■ WORK REQUIRED: Repeat each line of the material below without change.

--------

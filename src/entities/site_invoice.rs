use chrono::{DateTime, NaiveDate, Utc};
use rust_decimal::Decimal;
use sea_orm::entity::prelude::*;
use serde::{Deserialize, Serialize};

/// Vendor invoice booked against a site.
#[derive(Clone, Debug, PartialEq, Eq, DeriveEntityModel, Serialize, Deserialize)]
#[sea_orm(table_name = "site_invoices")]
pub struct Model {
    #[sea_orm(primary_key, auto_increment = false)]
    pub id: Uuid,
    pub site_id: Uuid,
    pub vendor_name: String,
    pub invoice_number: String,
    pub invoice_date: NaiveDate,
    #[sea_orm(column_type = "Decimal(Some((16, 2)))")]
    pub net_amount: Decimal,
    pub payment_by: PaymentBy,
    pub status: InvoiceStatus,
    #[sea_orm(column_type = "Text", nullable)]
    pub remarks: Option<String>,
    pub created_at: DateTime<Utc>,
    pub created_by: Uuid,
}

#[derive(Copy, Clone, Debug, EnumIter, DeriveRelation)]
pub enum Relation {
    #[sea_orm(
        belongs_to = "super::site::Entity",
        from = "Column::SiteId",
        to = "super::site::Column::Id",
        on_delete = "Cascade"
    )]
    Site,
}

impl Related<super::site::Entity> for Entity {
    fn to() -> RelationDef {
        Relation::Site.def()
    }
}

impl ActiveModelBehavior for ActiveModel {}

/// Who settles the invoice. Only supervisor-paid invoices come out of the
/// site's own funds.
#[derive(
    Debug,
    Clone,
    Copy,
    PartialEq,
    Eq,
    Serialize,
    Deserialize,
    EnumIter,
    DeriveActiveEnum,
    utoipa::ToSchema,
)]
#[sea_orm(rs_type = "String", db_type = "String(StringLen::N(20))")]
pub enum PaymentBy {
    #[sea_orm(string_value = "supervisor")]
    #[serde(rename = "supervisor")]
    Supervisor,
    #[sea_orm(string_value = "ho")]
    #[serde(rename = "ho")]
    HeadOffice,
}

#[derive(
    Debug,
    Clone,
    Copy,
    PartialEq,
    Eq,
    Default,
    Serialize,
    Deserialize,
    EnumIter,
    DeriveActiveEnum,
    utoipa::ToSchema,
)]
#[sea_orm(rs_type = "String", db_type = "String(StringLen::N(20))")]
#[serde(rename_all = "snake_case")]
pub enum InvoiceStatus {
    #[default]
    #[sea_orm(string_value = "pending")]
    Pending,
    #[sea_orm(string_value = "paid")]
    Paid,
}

--------

■ WRITTEN SOLUTION:
filename src/entities/site_invoice.rs
use chrono::{DateTime, NaiveDate, Utc};
use rust_decimal::Decimal;
use sea_orm::entity::prelude::*;
use serde::{Deserialize, Serialize};

/// Vendor invoice booked against a site.
#[derive(Clone, Debug, PartialEq, Eq, DeriveEntityModel, Serialize, Deserialize)]
#[sea_orm(table_name = "site_invoices")]
pub struct Model {
    #[sea_orm(primary_key, auto_increment = false)]
    pub id: Uuid,
    pub site_id: Uuid,
    pub vendor_name: String,
    pub invoice_number: String,
    pub invoice_date: NaiveDate,
    #[sea_orm(column_type = "Decimal(Some((16, 2)))")]
    pub net_amount: Decimal,
    pub payment_by: PaymentBy,
    pub status: InvoiceStatus,
    #[sea_orm(column_type = "Text", nullable)]
    pub remarks: Option<String>,
    pub created_at: DateTime<Utc>,
    pub created_by: Uuid,
}

#[derive(Copy, Clone, Debug, EnumIter, DeriveRelation)]
pub enum Relation {
    #[sea_orm(
        belongs_to = "super::site::Entity",
        from = "Column::SiteId",
        to = "super::site::Column::Id",
        on_delete = "Cascade"
    )]
    Site,
}

impl Related<super::site::Entity> for Entity {
    fn to() -> RelationDef {
        Relation::Site.def()
    }
}

impl ActiveModelBehavior for ActiveModel {}

/// Who settles the invoice. Only supervisor-paid invoices come out of the
/// site's own funds.
#[derive(
    Debug,
    Clone,
    Copy,
    PartialEq,
    Eq,
    Serialize,
    Deserialize,
    EnumIter,
    DeriveActiveEnum,
    utoipa::ToSchema,
)]
#[sea_orm(rs_type = "String", db_type = "String(StringLen::N(20))")]
pub enum PaymentBy {
    #[sea_orm(string_value = "supervisor")]
    #[serde(rename = "supervisor")]
    Supervisor,
    #[sea_orm(string_value = "ho")]
    #[serde(rename = "ho")]
    HeadOffice,
}

#[derive(
    Debug,
    Clone,
    Copy,
    PartialEq,
    Eq,
    Default,
    Serialize,
    Deserialize,
    EnumIter,
    DeriveActiveEnum,
    utoipa::ToSchema,
)]
#[sea_orm(rs_type = "String", db_type = "String(StringLen::N(20))")]
#[serde(rename_all = "snake_case")]
pub enum InvoiceStatus {
    #[default]
    #[sea_orm(string_value = "pending")]
    Pending,
    #[sea_orm(string_value = "paid")]
    Paid,
}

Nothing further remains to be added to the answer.